THE MORNING TRACK – RECKONING

Dread. There is a sense of reckoning due for markets as the FOMC considers its policy and markets pay for the years of easy money and QE unwinding to neutral and beyond. If the Powell Fed distrusts R* and other models then we are navigating with dead reckoning with dot-plots and futures. The permutations for today are many with words mattering as much as actions as there is the dovish hike, the hawkish hold, and the extremes of a dovish hold along with hawkish hike. The infamous dot-plots will play a role as well with 2 hikes for 2019 down from 3 now expected – indicating to many that the line of Fed expectations is the cap rather than the floor for rates going forward. The way the Fed explains itself will matter significantly for understanding the market reaction as too dovish a tilt will add to 2020 recession fear and too hawkish will as well. This is the reckoning fear that drives the bear market globally. We are damned if they do or don’t depending on their logic.
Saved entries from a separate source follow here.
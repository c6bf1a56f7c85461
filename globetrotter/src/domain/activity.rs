use serde::{Deserialize, Deserializer, Serialize};
use strum::{AsRefStr, Display, EnumString};

use super::null_as_default;

#[derive(
    Debug,
    Clone,
    Copy,
    PartialEq,
    Eq,
    Hash,
    Serialize,
    Deserialize,
    Display,
    EnumString,
    AsRefStr,
)]
#[serde(rename_all = "lowercase")]
#[strum(serialize_all = "lowercase", ascii_case_insensitive)]
pub enum ActivityCategory {
    Sightseeing,
    Food,
    Adventure,
    Cultural,
    Relaxation,
    /// Any category the catalog knows about that this client does not.
    #[serde(other)]
    Other,
}

impl ActivityCategory {
    /// Categories a user can filter by, in display order.
    pub const SELECTABLE: [ActivityCategory; 5] = [
        ActivityCategory::Sightseeing,
        ActivityCategory::Food,
        ActivityCategory::Adventure,
        ActivityCategory::Cultural,
        ActivityCategory::Relaxation,
    ];

    pub fn label(&self) -> &'static str {
        match self {
            ActivityCategory::Sightseeing => "Sightseeing",
            ActivityCategory::Food => "Food & Dining",
            ActivityCategory::Adventure => "Adventure",
            ActivityCategory::Cultural => "Cultural",
            ActivityCategory::Relaxation => "Relaxation",
            ActivityCategory::Other => "Other",
        }
    }

    /// Step through `None` (all categories) and the selectable categories.
    pub fn cycle(current: Option<Self>) -> Option<Self> {
        match current {
            None => Some(Self::SELECTABLE[0]),
            Some(category) => Self::SELECTABLE
                .iter()
                .position(|c| *c == category)
                .and_then(|idx| Self::SELECTABLE.get(idx + 1).copied()),
        }
    }
}

#[derive(Debug, Clone, PartialEq, Serialize, Deserialize)]
pub struct Activity {
    pub id: i64,
    pub name: String,
    #[serde(default)]
    pub description: Option<String>,
    pub category: ActivityCategory,
    #[serde(default, deserialize_with = "null_as_default")]
    pub estimated_cost: f64,
    #[serde(default = "default_duration", deserialize_with = "duration_or_default")]
    pub duration_hours: f64,
    #[serde(default)]
    pub image_url: Option<String>,
    #[serde(default)]
    pub city_id: Option<i64>,
}

fn default_duration() -> f64 {
    1.0
}

fn duration_or_default<'de, D>(deserializer: D) -> Result<f64, D::Error>
where
    D: Deserializer<'de>,
{
    Ok(Option::<f64>::deserialize(deserializer)?.unwrap_or_else(default_duration))
}

#[cfg(test)]
mod tests {
    use super::*;
    use std::str::FromStr;

    #[test]
    fn unknown_categories_deserialize_as_other() {
        let activity: Activity = serde_json::from_str(
            r#"{"id":1,"name":"Night market","category":"shopping","estimated_cost":null}"#,
        )
        .unwrap();
        assert_eq!(activity.category, ActivityCategory::Other);
        assert_eq!(activity.estimated_cost, 0.0);
        assert_eq!(activity.duration_hours, 1.0);
    }

    #[test]
    fn null_duration_matches_missing_duration() {
        let activity: Activity = serde_json::from_str(
            r#"{"id":2,"name":"Harbour walk","category":"sightseeing","duration_hours":null}"#,
        )
        .unwrap();
        assert_eq!(activity.duration_hours, 1.0);

        let activity: Activity = serde_json::from_str(
            r#"{"id":3,"name":"Day hike","category":"adventure","duration_hours":6.5}"#,
        )
        .unwrap();
        assert_eq!(activity.duration_hours, 6.5);
    }

    #[test]
    fn category_wire_names_are_lowercase() {
        assert_eq!(ActivityCategory::Cultural.to_string(), "cultural");
        assert_eq!(
            ActivityCategory::from_str("Food").unwrap(),
            ActivityCategory::Food
        );
        assert_eq!(
            serde_json::to_string(&ActivityCategory::Relaxation).unwrap(),
            r#""relaxation""#
        );
    }

    #[test]
    fn cycle_visits_every_selectable_category_then_all() {
        let mut seen = Vec::new();
        let mut current = ActivityCategory::cycle(None);
        while let Some(category) = current {
            seen.push(category);
            current = ActivityCategory::cycle(Some(category));
        }
        assert_eq!(seen, ActivityCategory::SELECTABLE.to_vec());
        assert_eq!(ActivityCategory::cycle(Some(ActivityCategory::Other)), None);
    }
}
Quite clearly, the Powell Fed would like to disassociate itself from the Greenspan S&P500 put. But the oil put maybe another story as the reversal of fortune in oil prices matters to inflation rates globally, FX everywhere and to the real economy. The S&P500 put rest on the confidence game, which has been shattered since February for markets and is beginning to turn for corporations since October. This volatility of expectations drives hope for a FOMC response to financial conditions as well. Reckoning which why Powell acts and talks is now all but finished as dread and waiting for the bill dominated overnight price action. There was plenty of economic data from Japan trade deficit increases to New Zealand C/A deficits to weaker Swedish confidence and higher prices than expected in UK and Germany – none of which mattered. Rather the negative Facebook reports on privacy wall end-arounds for Amazon, Microsoft, Apple and others seems to add to risk-off gloom. Or the reality that India is now expected to rise to 5th place in global GDP pushing out the UK down to 7th. Emerging markets remain key to understanding the present fear with China and India central to 2019 forecasts for Europe and US growth. This puts the USD and Oil as the two markets that maybe the most helpful in watching risk today both before and after 2 pm.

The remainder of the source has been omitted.